ここでノーデルセンはいかにガラスの存在感を消すかに取り組み、ガラスに働く応力解析をした上でモックアップ(実寸模型)を作って構造的安定性と同時に視覚的な効果との微妙なバランスついて検証をしたという。ガラスの破断実験を通して示されたガラスの応力分布の解析写真のように、ガラスの階段に見えるはずの力の流れが見えないことで、逆に強くガラスに緊張感を感じ取ることが出来る。
soho stair -experiment
建築家と構造家のコラボレーションや、建築家がいかにエンジニアリングからインスパイアされることができるかという可能性について、これまでもいろいろな講師からその具体的に話を伺ってきた。ノーデルセンがユニークなのは、建築家の直観を建物に具現化していくうえで力学的な解決から直截的な構造表現を消していく一方で、建築に物質やオブジェクトとしての存在感を浮き彫りにしていく才能にあるといえるだろう。もし彼の言葉に従うとすれば、次のような彼の言葉はどうだろうか。いわく、ここ数年、名作とよばれるものは建築家とエンジニアの優れた協働関係からうまれている。たとえばル・コルビュジェとクセナキス、ゲーリーとヨルグ・シュライヒャー、伊東と佐々木・・・そしてメタファを純粋に表現すること」
核心にせまるメタファを生み出す創造力、それが今問われているのかもしれない。
“In my practice I work to build things and ideas. The work is always collaborative because that is how things get built. But there always need to be ideas to guide it, stars to set the course. The poet William Carlos Williams wrote “no ideas but in things” and it is true I think that close attention to reality is necessary for ideas to emerge. On site we argued to conclusions through the study of what was there, but also we needed ideas to organize things. Ideas and things are intermingled in time and space. That is what makes it all so difficult and challenging. It was after all the extreme and insane idealism of Mohammed Atta and his accomplices that destroyed the towers, and today we continue to suffer from the excesses of ideology. Clear observation, clear thinking and forceful deliberation is I believe our best defense and best way forward.”

13年前
  1. 近年、建築家と構造家のコラボはとても多いですね。
    構造の素晴らしさが認知され始め、ここまでが建築家の仕事、ここからが構造家、という境界が曖昧になり、どっちが建築しているのかがわからなくなりつつある。でもそれはいいことで、そもそも建築が成り立つには多くの人が携わるわけで、当然といえば当然でしょうか・・・
    今後も楽しみです。

  2. ピレスさんこんにちは。
    構造と建築のコラボレーションはコンピュータや通信手段の豊富化でますます活発になる気がします。その反面、これはGSDの友人Kei氏(既出)と最近話題にしたことですが、設計ソフトウェアの選択肢もま豊富になり、それぞれの長所短所をみたうえで、どんなソフトを使うかとかいろいろな問題もあるようです。もちろんこうしたソフトウェアの問題はコラボに限った話でなく、設計自体をどうするかという問題にもつながるのでしょうが。
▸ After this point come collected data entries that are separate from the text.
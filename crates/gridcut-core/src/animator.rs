//! Fixed-rate frame clock.
//!
//! The game is stepped once per frame. The host feeds the animator whatever
//! time has elapsed since it last asked and gets back the number of frames
//! due. Leftover time carries over, so the step count depends only on total
//! elapsed time and not on how often the host polls.

use std::time::Duration;

use serde::{Deserialize, Serialize};
use tracing::debug;

/// Default frames per second.
pub const DEFAULT_FPS: u32 = 15;

/// Frame accumulator with a run/pause switch.
#[derive(Debug, Clone, PartialEq, Eq, Serialize, Deserialize)]
pub struct Animator {
    fps: u32,
    running: bool,
    pending: Duration,
    frames: u64,
}

impl Default for Animator {
    fn default() -> Self {
        Self::new(DEFAULT_FPS)
    }
}

impl Animator {
    /// Creates a stopped animator. Zero fps is treated as one.
    #[must_use]
    pub fn new(fps: u32) -> Self {
        Self {
            fps: fps.max(1),
            running: false,
            pending: Duration::ZERO,
            frames: 0,
        }
    }

    /// Frames per second.
    #[must_use]
    pub fn fps(&self) -> u32 {
        self.fps
    }

    /// Time between frames.
    #[must_use]
    pub fn interval(&self) -> Duration {
        Duration::from_secs(1) / self.fps
    }

    /// Whether frames are being produced.
    #[must_use]
    pub fn is_running(&self) -> bool {
        self.running
    }

    /// Frames produced since construction.
    #[must_use]
    pub fn frame_count(&self) -> u64 {
        self.frames
    }

    /// Resumes producing frames.
    pub fn start(&mut self) {
        self.running = true;
    }

    /// Pauses. Time fed while paused is discarded.
    pub fn stop(&mut self) {
        self.running = false;
        self.pending = Duration::ZERO;
    }

    /// Flips between running and paused. Returns the new state.
    pub fn toggle_running(&mut self) -> bool {
        if self.running {
            self.stop();
        } else {
            self.start();
        }
        self.running
    }

    /// Changes the frame rate, dropping any partial frame.
    pub fn set_fps(&mut self, fps: u32) {
        self.fps = fps.max(1);
        self.pending = Duration::ZERO;
        debug!(fps = self.fps, "frame rate changed");
    }

    /// Feeds elapsed time and returns the number of frames now due.
    pub fn advance(&mut self, elapsed: Duration) -> u32 {
        if !self.running {
            return 0;
        }
        self.pending += elapsed;
        let interval = self.interval();
        let due = u32::try_from(self.pending.as_nanos() / interval.as_nanos()).unwrap_or(u32::MAX);
        self.pending -= interval * due;
        self.frames += u64::from(due);
        due
    }
}
//! Error types for the game layer.
//!
//! Topology errors come from [`lattice`] and are wrapped. Everything that can
//! go wrong while a round is running is an absence (`Option`) rather than an
//! error, so a round is only ever rejected at setup time.

use lattice::GridError;
use thiserror::Error;

use crate::game::RoundStatus;
use crate::player::PlayerId;

/// Game result type
pub type Result<T> = std::result::Result<T, GameError>;

/// Errors surfaced to the session layer.
#[derive(Debug, Error)]
pub enum GameError {
    /// The board could not be built.
    #[error("grid construction failed: {0}")]
    Grid(#[from] GridError),

    /// A participant tried to join twice.
    #[error("player {0} has already joined")]
    DuplicatePlayer(PlayerId),

    /// A participant id that is not part of the game.
    #[error("unknown player {0}")]
    UnknownPlayer(PlayerId),

    /// A round cannot start without participants.
    #[error("cannot start a round with no players")]
    NoPlayers,

    /// A configuration value is out of range.
    #[error("invalid configuration: {0}")]
    InvalidConfig(String),

    /// The configuration document could not be parsed.
    #[error("malformed configuration: {0}")]
    MalformedConfig(#[source] serde_json::Error),

    /// `start` was called on a round that is not waiting.
    #[error("round is {0:?}, expected Waiting")]
    RoundNotWaiting(RoundStatus),
}

/// Errors decoding relayed input.
#[derive(Debug, Error)]
pub enum InputError {
    /// The payload was not a valid input message.
    #[error("malformed input message: {0}")]
    Malformed(#[from] serde_json::Error),
}

#[cfg(test)]
mod tests {
    use super::*;

    #[test]
    fn grid_errors_convert() {
        let err: GameError = GridError::InvalidDimensions {
            h_divisions: 0,
            v_divisions: 3,
        }
        .into();
        assert!(matches!(err, GameError::Grid(_)));
        assert!(err.to_string().contains("0x3"));
    }

    #[test]
    fn duplicate_player_names_the_id() {
        let err = GameError::DuplicatePlayer(PlayerId::new("alice"));
        assert_eq!(err.to_string(), "player alice has already joined");
    }

    #[test]
    fn round_status_is_reported() {
        let err = GameError::RoundNotWaiting(RoundStatus::Active);
        assert_eq!(err.to_string(), "round is Active, expected Waiting");
    }
}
    しかし共同作業には可能性を感じます。そのためには何より他人にない自分の特異性を見つけそれをとことん磨いていくことが大事なんでしょうね。

  3. なるほど、特異性。
    確かに、今トップで活躍されてる方々は、ここの一点だけは譲れない、というぎりぎりのところでせめぎあっているように見えます。
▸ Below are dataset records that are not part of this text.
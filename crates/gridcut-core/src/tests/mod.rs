//! Cross-module tests driving whole games.
//!
//! - `scenarios.rs`: end-to-end rounds exercising motion, capture, crashes
//!   and win rules through the [`Game`](crate::Game) surface
//! - `determinism.rs`: identical seeds and inputs give identical games
//! - `helpers.rs`: game builders and stepping utilities

mod determinism;
mod helpers;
    どの世界でもそれは大事ですが、日本の教育はそこを潰していくシステムが成り立ってますからね。
    もっと、いい意味で「変な人」が活躍していってくれることで、日本の教育も変わるかもしれません、そう期待していますし、周囲の友人のそういうところを見つけてあげたいです。
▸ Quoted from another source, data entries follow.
//! Buffered, time-decaying player input.
//!
//! Motion never talks to a device. It asks the player's [`InputChannel`] for
//! the most recent logical [`Symbol`] and turns if that symbol names a
//! [`Turn`]. Where the symbol came from is the channel's business:
//!
//! - [`LocalInputChannel`]: fed by device key codes on this machine
//! - [`RelayedInputChannel`]: fed by [`RemoteInput`] messages tagged with a
//!   participant id
//!
//! # Buffering
//!
//! Each channel owns an [`InputBuffer`]: a bounded queue of the most recent
//! symbols (oldest evicted first) that empties itself once no symbol has been
//! pushed for the configured timeout. Expiry is evaluated against a [`Clock`]
//! whenever the buffer is read, so there are no timers to cancel.

mod clock;
mod local;
mod relay;

use std::collections::{BTreeMap, VecDeque};
use std::fmt;
use std::sync::Arc;
use std::time::Duration;

use lattice::Side;
use serde::{Deserialize, Serialize};

pub use clock::{Clock, ManualClock, SystemClock};
pub use local::LocalInputChannel;
pub use relay::{InputKind, RelayedInputChannel, RemoteInput};

// =============================================================================
// Symbols
// =============================================================================

/// A logical input name such as `"left"` or `"Space"`.
#[derive(Clone, PartialEq, Eq, PartialOrd, Ord, Hash, Serialize, Deserialize)]
#[serde(transparent)]
pub struct Symbol(String);

impl Symbol {
    /// Creates a symbol.
    #[must_use]
    pub fn new(symbol: impl Into<String>) -> Self {
        Self(symbol.into())
    }

    /// The symbol's name.
    #[must_use]
    pub fn as_str(&self) -> &str {
        &self.0
    }
}

impl fmt::Debug for Symbol {
    fn fmt(&self, f: &mut fmt::Formatter<'_>) -> fmt::Result {
        write!(f, "Symbol({})", self.0)
    }
}

impl fmt::Display for Symbol {
    fn fmt(&self, f: &mut fmt::Formatter<'_>) -> fmt::Result {
        f.write_str(&self.0)
    }
}

impl From<&str> for Symbol {
    fn from(symbol: &str) -> Self {
        Self::new(symbol)
    }
}

impl From<Turn> for Symbol {
    fn from(turn: Turn) -> Self {
        Self::new(turn.as_str())
    }
}

/// The four steering symbols motion understands.
#[derive(Debug, Copy, Clone, PartialEq, Eq, Hash, Serialize, Deserialize)]
#[serde(rename_all = "lowercase")]
pub enum Turn {
    /// Toward smaller `h`
    Left,
    /// Toward larger `h`
    Right,
    /// Toward smaller `v`
    Up,
    /// Toward larger `v`
    Down,
}

impl Turn {
    /// Every turn.
    pub const ALL: [Turn; 4] = [Turn::Left, Turn::Right, Turn::Up, Turn::Down];

    /// Symbol name of the turn.
    #[must_use]
    pub const fn as_str(self) -> &'static str {
        match self {
            Self::Left => "left",
            Self::Right => "right",
            Self::Up => "up",
            Self::Down => "down",
        }
    }

    /// Parses a symbol; anything that is not a steering symbol is `None`.
    #[must_use]
    pub fn from_symbol(symbol: &Symbol) -> Option<Self> {
        Self::ALL
            .into_iter()
            .find(|turn| turn.as_str() == symbol.as_str())
    }

    /// Vertex slot a traveller leaves through when taking this turn.
    #[must_use]
    pub const fn side(self) -> Side {
        match self {
            Self::Left => Side::Prev,
            Self::Right => Side::Next,
            Self::Up => Side::Above,
            Self::Down => Side::Below,
        }
    }
}

// =============================================================================
// Configuration
// =============================================================================

/// Buffering and mapping settings for one channel.
#[derive(Debug, Clone, PartialEq, Eq, Serialize, Deserialize)]
#[serde(default)]
pub struct InputConfig {
    /// Symbols retained (most recent wins)
    pub buffer_size: usize,
    /// Inactivity after which the buffer empties, in milliseconds
    pub timeout_ms: u64,
    /// Device code to symbol mapping; empty accepts every code unchanged
    pub mapping: BTreeMap<String, Symbol>,
}

impl Default for InputConfig {
    fn default() -> Self {
        Self {
            buffer_size: 1,
            timeout_ms: 3000,
            mapping: BTreeMap::new(),
        }
    }
}

impl InputConfig {
    /// Arrow keys mapped to the four turns.
    #[must_use]
    pub fn standard_arrows() -> Self {
        Self::default().with_mapping([
            ("ArrowLeft", Turn::Left),
            ("ArrowRight", Turn::Right),
            ("ArrowUp", Turn::Up),
            ("ArrowDown", Turn::Down),
        ])
    }

    /// Replaces the mapping.
    #[must_use]
    pub fn with_mapping<C, S>(mut self, mapping: impl IntoIterator<Item = (C, S)>) -> Self
    where
        C: Into<String>,
        S: Into<Symbol>,
    {
        self.mapping = mapping
            .into_iter()
            .map(|(code, symbol)| (code.into(), symbol.into()))
            .collect();
        self
    }

    /// Buffer inactivity timeout.
    #[must_use]
    pub fn timeout(&self) -> Duration {
        Duration::from_millis(self.timeout_ms)
    }

    /// Whether a device code passes the mapping filter.
    #[must_use]
    pub fn allows(&self, code: &str) -> bool {
        self.mapping.is_empty() || self.mapping.contains_key(code)
    }

    /// Logical symbol for a device code; unmapped codes stand for themselves.
    #[must_use]
    pub fn symbol_for(&self, code: &str) -> Symbol {
        self.mapping
            .get(code)
            .cloned()
            .unwrap_or_else(|| Symbol::new(code))
    }
}

// =============================================================================
// Buffer
// =============================================================================

/// Bounded symbol queue with inactivity decay and held-input tracking.
#[derive(Debug, Clone)]
pub struct InputBuffer {
    config: InputConfig,
    symbols: VecDeque<Symbol>,
    last_push: Option<Duration>,
    held: BTreeMap<Symbol, Duration>,
    clock: Arc<dyn Clock>,
}

impl InputBuffer {
    /// Creates a buffer reading wall-clock time.
    #[must_use]
    pub fn new(config: InputConfig) -> Self {
        Self::with_clock(config, Arc::new(SystemClock::new()))
    }

    /// Creates a buffer reading time from `clock`.
    #[must_use]
    pub fn with_clock(config: InputConfig, clock: Arc<dyn Clock>) -> Self {
        Self {
            config,
            symbols: VecDeque::new(),
            last_push: None,
            held: BTreeMap::new(),
            clock,
        }
    }

    /// Channel settings.
    #[must_use]
    pub fn config(&self) -> &InputConfig {
        &self.config
    }

    fn expired(&self) -> bool {
        self.last_push
            .is_some_and(|at| self.clock.now().saturating_sub(at) >= self.config.timeout())
    }

    fn expire(&mut self) {
        if self.expired() {
            self.symbols.clear();
            self.last_push = None;
        }
    }

    /// Appends a symbol, evicting the oldest beyond capacity, and restarts
    /// the decay timer.
    pub fn push(&mut self, symbol: Symbol) {
        self.expire();
        self.symbols.push_back(symbol);
        while self.symbols.len() > self.config.buffer_size {
            self.symbols.pop_front();
        }
        self.last_push = Some(self.clock.now());
    }

    /// Most recent live symbol.
    #[must_use]
    pub fn peek(&self) -> Option<&Symbol> {
        if self.expired() {
            None
        } else {
            self.symbols.back()
        }
    }

    /// Removes and returns the most recent live symbol.
    pub fn pop(&mut self) -> Option<Symbol> {
        self.expire();
        self.symbols.pop_back()
    }

    /// Number of live symbols.
    #[must_use]
    pub fn len(&self) -> usize {
        if self.expired() {
            0
        } else {
            self.symbols.len()
        }
    }

    /// True if no live symbol is buffered.
    #[must_use]
    pub fn is_empty(&self) -> bool {
        self.len() == 0
    }

    /// Empties the queue.
    pub fn clear(&mut self) {
        self.symbols.clear();
        self.last_push = None;
    }

    /// Marks a symbol as held from now.
    pub fn activate(&mut self, symbol: Symbol) {
        let now = self.clock.now();
        self.held.insert(symbol, now);
    }

    /// Releases a held symbol.
    pub fn deactivate(&mut self, symbol: &Symbol) {
        self.held.remove(symbol);
    }

    /// Whether a symbol is currently held.
    #[must_use]
    pub fn is_active(&self, symbol: &Symbol) -> bool {
        self.held.contains_key(symbol)
    }

    /// How long a held symbol has been held; `None` if it is not held.
    #[must_use]
    pub fn pressed_duration(&self, symbol: &Symbol) -> Option<Duration> {
        self.held
            .get(symbol)
            .map(|since| self.clock.now().saturating_sub(*since))
    }

    /// Symbols currently held, in name order.
    pub fn held(&self) -> impl Iterator<Item = &Symbol> + '_ {
        self.held.keys()
    }
}

// =============================================================================
// Channel contract
// =============================================================================

/// Source-agnostic input contract consumed by motion.
///
/// Implementors expose their [`InputBuffer`]; every operation is provided on
/// top of it. Variants differ only in how device or network events reach
/// [`InputChannel::on_down`] and [`InputChannel::on_up`].
pub trait InputChannel: fmt::Debug + Send {
    /// Shared buffer state.
    fn buffer(&self) -> &InputBuffer;

    /// Shared buffer state, mutably.
    fn buffer_mut(&mut self) -> &mut InputBuffer;

    /// Offers a relayed message to the channel. Returns `true` if it was
    /// consumed. Channels that are not fed by the relay ignore it.
    fn receive(&mut self, _input: &RemoteInput) -> bool {
        false
    }

    /// Appends a symbol to the buffer.
    fn push(&mut self, symbol: Symbol) {
        self.buffer_mut().push(symbol);
    }

    /// Most recent buffered symbol.
    fn peek(&self) -> Option<&Symbol> {
        self.buffer().peek()
    }

    /// Removes the most recent buffered symbol.
    fn pop(&mut self) -> Option<Symbol> {
        self.buffer_mut().pop()
    }

    /// Marks a symbol as held.
    fn activate(&mut self, symbol: Symbol) {
        self.buffer_mut().activate(symbol);
    }

    /// Releases a held symbol.
    fn deactivate(&mut self, symbol: &Symbol) {
        self.buffer_mut().deactivate(symbol);
    }

    /// Whether a symbol is held.
    fn is_active(&self, symbol: &Symbol) -> bool {
        self.buffer().is_active(symbol)
    }

    /// How long a symbol has been held.
    fn pressed_duration(&self, symbol: &Symbol) -> Option<Duration> {
        self.buffer().pressed_duration(symbol)
    }

    /// Whether a device code passes the channel's mapping filter.
    fn allow_input(&self, code: &str) -> bool {
        self.buffer().config().allows(code)
    }

    /// Pending steering request, if the most recent symbol is one.
    fn turn(&self) -> Option<Turn> {
        self.peek().and_then(Turn::from_symbol)
    }

    /// Handles a press of `code`: maps it, marks it held and buffers it.
    fn on_down(&mut self, code: &str) -> Symbol {
        let symbol = self.buffer().config().symbol_for(code);
        self.activate(symbol.clone());
        self.push(symbol.clone());
        symbol
    }

    /// Handles a release of `code`.
    fn on_up(&mut self, code: &str) -> Symbol {
        let symbol = self.buffer().config().symbol_for(code);
        self.deactivate(&symbol);
        symbol
    }
}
  4. そういう意味でノーデルセンは非常にメタフィジックなセンスをもつ人だった気がします。論理的な整合性をたどりながら何か形を整えていくというよりも、メタファーがそれを跳躍して整合性を待ち受けているような。それがスティーヴン・ホールとのタッグマッチを良いものにしているとも言えるし、互いに感化されているといえるのかもしれない。逆に言えばそういう手続きをとらない人にはまったく彼に合わないかもしれない。彼は誰と協働するかということの重要さをちらりと言っていたわですが、それは相手を見抜き、どういうコラボレーションを組むかということでもあるでしょうね。